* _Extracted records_

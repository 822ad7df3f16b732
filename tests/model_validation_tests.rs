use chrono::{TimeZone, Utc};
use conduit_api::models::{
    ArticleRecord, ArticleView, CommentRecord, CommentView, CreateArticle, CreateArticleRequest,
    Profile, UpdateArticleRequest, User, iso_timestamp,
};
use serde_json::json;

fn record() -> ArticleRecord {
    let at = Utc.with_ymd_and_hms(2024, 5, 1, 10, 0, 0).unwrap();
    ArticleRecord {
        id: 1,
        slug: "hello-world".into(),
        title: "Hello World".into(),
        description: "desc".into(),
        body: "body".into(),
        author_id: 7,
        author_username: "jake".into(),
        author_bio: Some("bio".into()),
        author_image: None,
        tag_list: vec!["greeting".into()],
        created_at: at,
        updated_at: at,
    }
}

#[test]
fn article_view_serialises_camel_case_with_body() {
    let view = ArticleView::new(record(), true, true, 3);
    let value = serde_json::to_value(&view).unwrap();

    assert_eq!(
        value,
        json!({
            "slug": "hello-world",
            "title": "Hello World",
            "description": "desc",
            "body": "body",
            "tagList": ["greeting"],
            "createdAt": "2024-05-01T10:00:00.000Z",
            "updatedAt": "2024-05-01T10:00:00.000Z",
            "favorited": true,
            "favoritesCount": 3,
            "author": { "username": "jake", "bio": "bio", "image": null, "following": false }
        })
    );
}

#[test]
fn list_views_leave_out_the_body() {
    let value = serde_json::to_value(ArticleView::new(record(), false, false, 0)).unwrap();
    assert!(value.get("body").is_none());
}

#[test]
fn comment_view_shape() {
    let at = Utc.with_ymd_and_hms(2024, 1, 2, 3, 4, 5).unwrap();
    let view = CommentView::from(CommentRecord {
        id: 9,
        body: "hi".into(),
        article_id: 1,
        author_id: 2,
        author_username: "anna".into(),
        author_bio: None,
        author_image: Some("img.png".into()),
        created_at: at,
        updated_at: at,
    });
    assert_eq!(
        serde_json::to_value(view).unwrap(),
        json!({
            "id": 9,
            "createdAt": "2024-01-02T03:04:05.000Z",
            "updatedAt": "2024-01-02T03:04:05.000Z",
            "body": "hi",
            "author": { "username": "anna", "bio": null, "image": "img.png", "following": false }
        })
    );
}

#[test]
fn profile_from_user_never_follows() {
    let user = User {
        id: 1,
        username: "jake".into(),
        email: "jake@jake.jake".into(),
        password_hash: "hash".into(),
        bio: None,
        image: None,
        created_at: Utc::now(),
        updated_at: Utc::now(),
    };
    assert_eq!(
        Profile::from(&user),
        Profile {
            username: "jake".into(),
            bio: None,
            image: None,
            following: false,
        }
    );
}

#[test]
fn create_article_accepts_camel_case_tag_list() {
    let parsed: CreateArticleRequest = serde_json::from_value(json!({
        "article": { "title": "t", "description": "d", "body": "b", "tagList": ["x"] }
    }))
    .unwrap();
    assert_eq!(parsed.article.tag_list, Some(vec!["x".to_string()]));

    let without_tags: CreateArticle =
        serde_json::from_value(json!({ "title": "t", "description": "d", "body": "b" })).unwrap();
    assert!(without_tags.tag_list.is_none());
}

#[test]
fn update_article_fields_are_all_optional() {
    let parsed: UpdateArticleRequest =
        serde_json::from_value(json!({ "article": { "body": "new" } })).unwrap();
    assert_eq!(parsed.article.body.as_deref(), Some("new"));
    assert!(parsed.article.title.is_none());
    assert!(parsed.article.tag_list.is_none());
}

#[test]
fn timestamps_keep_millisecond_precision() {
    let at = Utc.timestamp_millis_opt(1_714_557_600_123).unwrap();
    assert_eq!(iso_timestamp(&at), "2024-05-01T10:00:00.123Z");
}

* _ABOUT THIS EXERCISE_
Could you count the lines in the entries that hold the word "unwrap"? Only the number is wanted.

* _OUTPUT FOR THIS EXERCISE_
9